If your goal is passive long-term rental income, do not underwrite the property as though short-term rental income is your safety net. In Lakewood, the rules make that a distinct path with its own costs and limitations.

What a conservative Lakewood deal looks like

A solid Lakewood rental deal usually combines realistic rent, address-specific expenses, and a property type that fits local demand. In many cases, that means a smaller attached property or well-located multifamily-style unit that aligns with the city’s large share of one-person and two-person renter households. It can also mean a detached home, but only if the reserves and maintenance outlook make sense.

You should also pay attention to age and infrastructure. Older stock may offer value-add potential, but it can bring more repair uncertainty. Newer or updated properties may have a lower maintenance profile, even if the purchase price is higher.

Most of all, let the numbers lead. Lakewood has strong demand drivers, including Denver access, transit service, parks, and a broad housing mix. But good investing still comes down to buying the right property at the right basis with a realistic expense model.

If you are exploring Lakewood rental properties, the right guidance can save you time and help you focus on addresses that fit your goals.

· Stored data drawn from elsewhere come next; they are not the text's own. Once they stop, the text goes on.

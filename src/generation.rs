//! Generative model backend.
//!
//! One non-streaming completion per query. A backend that answers but
//! leaves out the answer field reports `Ok(None)`; the query pipeline
//! decides what that means.

use async_trait::async_trait;
use std::time::Duration;

use crate::config::Config;
use crate::error::{RagError, RagResult};

#[async_trait]
pub trait Generator: Send + Sync {
    fn model_name(&self) -> &str;
    /// `Ok(None)` when the response carried no textual answer.
    async fn generate(&self, prompt: &str) -> RagResult<Option<String>>;
}

/// Prompt that confines the model to the retrieved context.
pub fn build_prompt(query: &str, context: &str) -> String {
    format!(
        "Based on the following retrieved information:\n{}\n\n\
         Only use this context to answer the question: {}\n\
         If the context does not answer the question, say \
         \"I don't know based on the given information.\"",
        context, query
    )
}

/// Generator backed by Ollama's `POST /api/generate`.
pub struct OllamaGenerator {
    url: String,
    model: String,
    client: reqwest::Client,
}

impl OllamaGenerator {
    pub fn new(config: &Config) -> anyhow::Result<Self> {
        let client = reqwest::Client::builder()
            .timeout(Duration::from_secs(config.generation.timeout_secs))
            .build()?;
        Ok(Self {
            url: config.generation.url.trim_end_matches('/').to_string(),
            model: config.generation.model.clone(),
            client,
        })
    }
}

/// The `response` field of an Ollama generate reply, if it is a string.
fn parse_generate_response(json: &serde_json::Value) -> Option<String> {
    json.get("response")
        .and_then(|r| r.as_str())
        .map(|s| s.to_string())
}

#[async_trait]
impl Generator for OllamaGenerator {
    fn model_name(&self) -> &str {
        &self.model
    }

    async fn generate(&self, prompt: &str) -> RagResult<Option<String>> {
        let body = serde_json::json!({
            "model": self.model,
            "prompt": prompt,
            "stream": false,
        });

        let response = self
            .client
            .post(format!("{}/api/generate", self.url))
            .json(&body)
            .send()
            .await
            .map_err(|e| {
                RagError::ModelUnavailable(format!(
                    "generation backend unreachable at {}: {}",
                    self.url, e
                ))
            })?;

        let status = response.status();
        if !status.is_success() {
            let text = response.text().await.unwrap_or_default();
            return Err(RagError::ModelUnavailable(format!(
                "generation backend error {}: {}",
                status, text
            )));
        }

        let json: serde_json::Value = response.json().await.map_err(|e| {
            RagError::ModelUnavailable(format!("invalid generation response: {}", e))
        })?;
        Ok(parse_generate_response(&json))
    }
}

Nino Pepper offers investor education, buy-and-hold guidance, and portfolio-focused support across the Denver metro, with modern tools that make local and remote investing more efficient.

FAQs

What makes Lakewood appealing for rental property investors?

  • Lakewood offers strong location-based demand drivers, including access to Denver, W Line transit service, parks and open space, and a housing mix that supports several long-term rental strategies.

What property types fit Lakewood renter demand best?

  • Because many Lakewood renter households are one-person or two-person households, studios, one-bedroom, and two-bedroom apartments, condos, and townhomes are often logical starting points.

What should you check before buying a Lakewood rental property?

  • You should verify realistic rent, parcel-level property taxes, the water and sewer provider, waste-hauling costs, repair needs, insurance, any HOA dues, and whether the property’s condition supports habitability requirements.

How should you estimate property taxes for a Lakewood rental?

  • You should use the specific parcel’s county tax estimate rather than a citywide average because Jefferson County property taxes depend on actual value, assessment rate, and mill levy, which can vary by property.

Are short-term rentals allowed in Lakewood?

  • Yes, but they require a separate city license and additional requirements such as proof of primary residence, liability coverage, an inspection, community notice, and a fee, so they should not be treated like a standard long-term rental plan.